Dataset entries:
---*---

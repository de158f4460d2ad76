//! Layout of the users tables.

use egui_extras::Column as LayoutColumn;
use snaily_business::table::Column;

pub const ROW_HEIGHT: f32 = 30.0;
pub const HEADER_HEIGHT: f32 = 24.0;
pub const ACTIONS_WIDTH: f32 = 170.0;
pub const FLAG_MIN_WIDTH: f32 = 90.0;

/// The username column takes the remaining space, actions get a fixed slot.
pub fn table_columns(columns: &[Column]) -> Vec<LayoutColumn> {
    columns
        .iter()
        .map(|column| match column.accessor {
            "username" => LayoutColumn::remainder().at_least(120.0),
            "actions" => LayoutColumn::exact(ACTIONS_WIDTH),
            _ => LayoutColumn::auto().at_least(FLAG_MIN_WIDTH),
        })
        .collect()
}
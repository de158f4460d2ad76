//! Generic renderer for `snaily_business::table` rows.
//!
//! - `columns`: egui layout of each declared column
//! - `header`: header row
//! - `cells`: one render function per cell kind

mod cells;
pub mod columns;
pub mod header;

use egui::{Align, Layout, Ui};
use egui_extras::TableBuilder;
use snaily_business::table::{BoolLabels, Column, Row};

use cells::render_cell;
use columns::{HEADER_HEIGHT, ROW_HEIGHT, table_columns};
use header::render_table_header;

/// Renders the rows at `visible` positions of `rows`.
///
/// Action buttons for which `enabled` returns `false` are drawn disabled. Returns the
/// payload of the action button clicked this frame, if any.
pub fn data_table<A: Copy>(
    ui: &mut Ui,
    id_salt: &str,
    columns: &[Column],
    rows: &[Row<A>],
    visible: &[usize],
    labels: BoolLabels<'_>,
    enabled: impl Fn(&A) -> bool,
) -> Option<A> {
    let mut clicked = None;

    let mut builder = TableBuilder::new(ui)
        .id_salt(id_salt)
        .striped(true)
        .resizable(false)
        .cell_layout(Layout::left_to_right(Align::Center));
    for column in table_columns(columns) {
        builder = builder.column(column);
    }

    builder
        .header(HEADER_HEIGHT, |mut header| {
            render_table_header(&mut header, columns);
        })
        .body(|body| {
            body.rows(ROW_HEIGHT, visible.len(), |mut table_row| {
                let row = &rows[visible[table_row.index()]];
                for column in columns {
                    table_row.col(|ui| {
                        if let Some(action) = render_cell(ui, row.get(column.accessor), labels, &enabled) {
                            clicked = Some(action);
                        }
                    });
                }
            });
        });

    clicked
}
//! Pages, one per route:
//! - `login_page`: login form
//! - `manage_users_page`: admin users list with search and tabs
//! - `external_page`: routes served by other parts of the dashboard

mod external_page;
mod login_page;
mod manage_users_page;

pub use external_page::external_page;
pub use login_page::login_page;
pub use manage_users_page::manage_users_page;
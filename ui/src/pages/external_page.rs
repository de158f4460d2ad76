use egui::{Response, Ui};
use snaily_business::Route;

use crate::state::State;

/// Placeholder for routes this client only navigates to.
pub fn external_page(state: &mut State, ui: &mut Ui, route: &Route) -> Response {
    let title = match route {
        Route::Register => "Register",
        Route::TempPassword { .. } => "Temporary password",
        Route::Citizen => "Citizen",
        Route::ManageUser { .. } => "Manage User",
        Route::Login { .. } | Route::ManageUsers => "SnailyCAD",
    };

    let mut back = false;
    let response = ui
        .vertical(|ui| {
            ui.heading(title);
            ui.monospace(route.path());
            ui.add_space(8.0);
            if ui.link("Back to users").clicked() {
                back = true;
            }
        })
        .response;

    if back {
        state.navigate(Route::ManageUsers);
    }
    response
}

---*---

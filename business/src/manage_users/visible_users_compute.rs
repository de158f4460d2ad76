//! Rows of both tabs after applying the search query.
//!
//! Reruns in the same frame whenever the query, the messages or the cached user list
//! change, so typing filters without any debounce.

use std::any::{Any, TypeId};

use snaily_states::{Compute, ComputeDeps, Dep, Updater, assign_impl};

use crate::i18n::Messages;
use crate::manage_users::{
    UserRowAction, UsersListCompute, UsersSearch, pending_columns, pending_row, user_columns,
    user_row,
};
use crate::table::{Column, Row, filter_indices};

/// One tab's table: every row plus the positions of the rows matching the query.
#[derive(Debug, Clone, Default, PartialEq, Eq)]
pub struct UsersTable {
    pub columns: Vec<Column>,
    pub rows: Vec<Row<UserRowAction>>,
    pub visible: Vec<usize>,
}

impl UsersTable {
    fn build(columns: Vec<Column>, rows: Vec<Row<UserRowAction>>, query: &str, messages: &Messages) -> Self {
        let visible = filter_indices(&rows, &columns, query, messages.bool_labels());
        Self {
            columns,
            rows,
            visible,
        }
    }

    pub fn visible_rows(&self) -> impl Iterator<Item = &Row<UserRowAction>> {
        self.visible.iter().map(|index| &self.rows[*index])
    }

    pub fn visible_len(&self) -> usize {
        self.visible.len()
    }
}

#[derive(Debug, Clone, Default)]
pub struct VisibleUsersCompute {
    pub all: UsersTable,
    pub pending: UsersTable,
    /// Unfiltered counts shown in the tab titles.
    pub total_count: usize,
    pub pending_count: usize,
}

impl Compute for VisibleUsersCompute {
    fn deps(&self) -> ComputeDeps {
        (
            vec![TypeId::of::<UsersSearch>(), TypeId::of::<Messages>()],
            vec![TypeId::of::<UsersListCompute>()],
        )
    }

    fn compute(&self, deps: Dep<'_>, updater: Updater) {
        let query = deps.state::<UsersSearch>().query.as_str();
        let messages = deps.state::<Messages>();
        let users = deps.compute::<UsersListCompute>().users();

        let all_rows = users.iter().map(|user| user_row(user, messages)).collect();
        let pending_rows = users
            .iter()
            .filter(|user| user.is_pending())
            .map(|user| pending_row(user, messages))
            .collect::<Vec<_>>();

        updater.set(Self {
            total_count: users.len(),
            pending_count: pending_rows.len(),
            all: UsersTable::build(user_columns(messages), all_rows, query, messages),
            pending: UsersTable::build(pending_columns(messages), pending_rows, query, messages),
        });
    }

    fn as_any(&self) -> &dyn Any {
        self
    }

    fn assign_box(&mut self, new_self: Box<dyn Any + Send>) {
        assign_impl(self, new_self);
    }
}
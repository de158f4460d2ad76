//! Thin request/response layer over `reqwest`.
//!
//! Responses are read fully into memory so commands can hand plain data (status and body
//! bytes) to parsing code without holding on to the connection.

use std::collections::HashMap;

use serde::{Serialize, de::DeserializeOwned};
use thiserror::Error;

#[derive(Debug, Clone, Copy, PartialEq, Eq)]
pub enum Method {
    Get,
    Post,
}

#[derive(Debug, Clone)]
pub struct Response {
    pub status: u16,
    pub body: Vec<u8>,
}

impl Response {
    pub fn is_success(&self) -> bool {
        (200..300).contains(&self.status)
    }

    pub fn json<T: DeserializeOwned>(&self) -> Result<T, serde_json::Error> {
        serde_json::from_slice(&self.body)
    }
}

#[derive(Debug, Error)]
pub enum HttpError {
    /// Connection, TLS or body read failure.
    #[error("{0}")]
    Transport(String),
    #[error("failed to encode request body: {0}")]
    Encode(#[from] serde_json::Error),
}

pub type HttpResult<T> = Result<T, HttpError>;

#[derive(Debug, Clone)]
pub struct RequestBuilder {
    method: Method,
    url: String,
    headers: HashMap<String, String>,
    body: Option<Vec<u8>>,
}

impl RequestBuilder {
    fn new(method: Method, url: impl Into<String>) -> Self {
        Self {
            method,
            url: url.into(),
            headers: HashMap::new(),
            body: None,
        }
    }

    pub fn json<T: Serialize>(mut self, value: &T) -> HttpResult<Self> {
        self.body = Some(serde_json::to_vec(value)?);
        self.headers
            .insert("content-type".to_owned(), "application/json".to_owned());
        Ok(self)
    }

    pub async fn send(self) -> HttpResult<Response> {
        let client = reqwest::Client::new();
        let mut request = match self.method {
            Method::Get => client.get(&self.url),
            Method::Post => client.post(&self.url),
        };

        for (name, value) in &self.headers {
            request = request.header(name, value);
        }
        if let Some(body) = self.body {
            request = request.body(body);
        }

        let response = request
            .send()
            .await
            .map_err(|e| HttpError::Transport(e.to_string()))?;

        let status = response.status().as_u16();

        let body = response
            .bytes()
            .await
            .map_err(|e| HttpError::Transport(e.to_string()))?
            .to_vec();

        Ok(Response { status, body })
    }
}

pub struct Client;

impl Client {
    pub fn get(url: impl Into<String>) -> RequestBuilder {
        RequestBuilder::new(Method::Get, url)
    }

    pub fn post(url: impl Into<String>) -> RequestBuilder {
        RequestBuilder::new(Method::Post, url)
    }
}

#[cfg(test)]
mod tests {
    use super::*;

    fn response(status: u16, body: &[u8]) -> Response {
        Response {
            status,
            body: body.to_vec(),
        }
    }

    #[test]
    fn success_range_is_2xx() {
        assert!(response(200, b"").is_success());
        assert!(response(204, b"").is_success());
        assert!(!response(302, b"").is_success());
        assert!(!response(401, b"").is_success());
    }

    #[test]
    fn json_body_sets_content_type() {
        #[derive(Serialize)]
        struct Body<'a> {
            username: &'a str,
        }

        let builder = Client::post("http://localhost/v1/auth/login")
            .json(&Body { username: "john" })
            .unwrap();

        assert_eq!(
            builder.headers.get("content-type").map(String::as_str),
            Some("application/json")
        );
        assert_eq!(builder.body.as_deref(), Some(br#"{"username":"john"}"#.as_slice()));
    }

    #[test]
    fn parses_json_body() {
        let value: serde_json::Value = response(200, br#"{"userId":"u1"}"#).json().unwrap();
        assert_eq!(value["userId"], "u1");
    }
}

---*---

» **Your goal**: Work out how many lines in the entries contain the string "value", then reply with that number and nothing more.

» **Response**: 6